■ **GIVEN RECORDS**
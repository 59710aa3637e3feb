use std::net::SocketAddr;
use std::time::Instant;

use axum::{
    body::Body,
    extract::{ConnectInfo, MatchedPath, State},
    http::{HeaderName, HeaderValue, Request},
    middleware::Next,
    response::Response,
};
use metrics::counter;
use tracing::{error, info, warn};
use uuid::Uuid;

use crate::application::error::ErrorReport;

use super::{HttpState, RATE_LIMITED_METRIC, error::ApiError};

const REQUEST_ID_HEADER: HeaderName = HeaderName::from_static("x-request-id");
const RATE_LIMIT_LIMIT_HEADER: HeaderName = HeaderName::from_static("x-ratelimit-limit");
const RATE_LIMIT_REMAINING_HEADER: HeaderName = HeaderName::from_static("x-ratelimit-remaining");
const FORWARDED_FOR_HEADER: &str = "x-forwarded-for";
const UNKNOWN_CLIENT: &str = "unknown";
const UNMATCHED_ROUTE: &str = "<unmatched>";

#[derive(Clone)]
pub struct RequestContext {
    pub request_id: String,
}

pub async fn set_request_context(mut request: Request<Body>, next: Next) -> Response {
    let request_id = Uuid::new_v4().to_string();
    let ctx = RequestContext {
        request_id: request_id.clone(),
    };
    request.extensions_mut().insert(ctx.clone());

    let mut response = next.run(request).await;
    if let Ok(value) = HeaderValue::from_str(&request_id) {
        response.headers_mut().insert(REQUEST_ID_HEADER, value);
    }
    response.extensions_mut().insert(ctx);
    response
}

pub async fn log_responses(request: Request<Body>, next: Next) -> Response {
    let method = request.method().clone();
    let uri = request.uri().clone();
    let client = peer_ip(&request);
    let forwarded_for = forwarded_for(&request).unwrap_or_default().to_string();
    let start = Instant::now();

    let request_id = request
        .extensions()
        .get::<RequestContext>()
        .map(|ctx| ctx.request_id.clone())
        .unwrap_or_default();

    let mut response = next.run(request).await;
    let status = response.status();
    let elapsed_ms = start.elapsed().as_millis();

    if status.is_client_error() || status.is_server_error() {
        let report = response.extensions_mut().remove::<ErrorReport>();
        let (source, messages) = match report {
            Some(report) => (report.source, report.messages),
            None => ("unknown", Vec::new()),
        };
        let detail = messages
            .first()
            .cloned()
            .unwrap_or_else(|| "no diagnostic available".to_string());

        if status.is_server_error() {
            error!(
                target = "latex_compiler::http::response",
                status = status.as_u16(),
                method = %method,
                path = %uri.path(),
                query = uri.query().unwrap_or(""),
                elapsed_ms = elapsed_ms,
                source = source,
                detail = %detail,
                chain = ?messages,
                request_id = request_id,
                client = %client,
                forwarded_for = %forwarded_for,
                "request failed",
            );
        } else {
            warn!(
                target = "latex_compiler::http::response",
                status = status.as_u16(),
                method = %method,
                path = %uri.path(),
                query = uri.query().unwrap_or(""),
                elapsed_ms = elapsed_ms,
                source = source,
                detail = %detail,
                chain = ?messages,
                request_id = request_id,
                client = %client,
                forwarded_for = %forwarded_for,
                "client request error",
            );
        }
    } else {
        info!(
            target = "latex_compiler::http::response",
            status = status.as_u16(),
            method = %method,
            path = %uri.path(),
            elapsed_ms = elapsed_ms,
            request_id = request_id,
            client = %client,
            forwarded_for = %forwarded_for,
            "request completed",
        );
    }

    response
}

/// Per-client, per-route request ceiling. Rejections carry `Retry-After`.
pub async fn rate_limit(
    State(state): State<HttpState>,
    request: Request<Body>,
    next: Next,
) -> Response {
    let key = client_key(&request, state.rate_limiter.trusts_forwarded_for());
    let route = route_key(&request);

    let (allowed, remaining) = state.rate_limiter.allow(&key, &route);
    if !allowed {
        counter!(RATE_LIMITED_METRIC).increment(1);
        warn!(
            target = "latex_compiler::http::rate_limit",
            client = %key,
            route = %route,
            path = %request.uri().path(),
            limit = state.rate_limiter.limit(),
            "rate limit exceeded"
        );
        return ApiError::rate_limited(state.rate_limiter.retry_after_secs());
    }

    let mut response = next.run(request).await;
    let headers = response.headers_mut();
    headers.insert(
        RATE_LIMIT_LIMIT_HEADER,
        HeaderValue::from(state.rate_limiter.limit()),
    );
    headers.insert(RATE_LIMIT_REMAINING_HEADER, HeaderValue::from(remaining));
    response
}

/// Identify the caller. The peer address is used unless the deployment sits
/// behind a proxy that owns `X-Forwarded-For`.
fn client_key(request: &Request<Body>, trust_forwarded_for: bool) -> String {
    if trust_forwarded_for && let Some(forwarded) = forwarded_for(request) {
        return forwarded.to_string();
    }
    peer_ip(request)
}

fn peer_ip(request: &Request<Body>) -> String {
    request
        .extensions()
        .get::<ConnectInfo<SocketAddr>>()
        .map(|ConnectInfo(addr)| addr.ip().to_string())
        .unwrap_or_else(|| UNKNOWN_CLIENT.to_string())
}

fn forwarded_for(request: &Request<Body>) -> Option<&str> {
    request
        .headers()
        .get(FORWARDED_FOR_HEADER)
        .and_then(|value| value.to_str().ok())
        .and_then(|value| value.split(',').next())
        .map(str::trim)
        .filter(|value| !value.is_empty())
}

/// Bucket on the route template, so raw paths cannot mint new buckets and
/// `/x` and `/x/` share one budget.
fn route_key(request: &Request<Body>) -> String {
    match request.extensions().get::<MatchedPath>() {
        Some(matched) => normalize_route(matched.as_str()),
        None => UNMATCHED_ROUTE.to_string(),
    }
}

fn normalize_route(path: &str) -> String {
    let trimmed = path.trim_end_matches('/');
    if trimmed.is_empty() {
        "/".to_string()
    } else {
        trimmed.to_string()
    }
}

■ **EXERCISE OBJECTIVE**
Select all lines with the word "counter" from the entries above.

■ **SOLVED PROBLEM**
use metrics::counter;
        counter!(RATE_LIMITED_METRIC).increment(1);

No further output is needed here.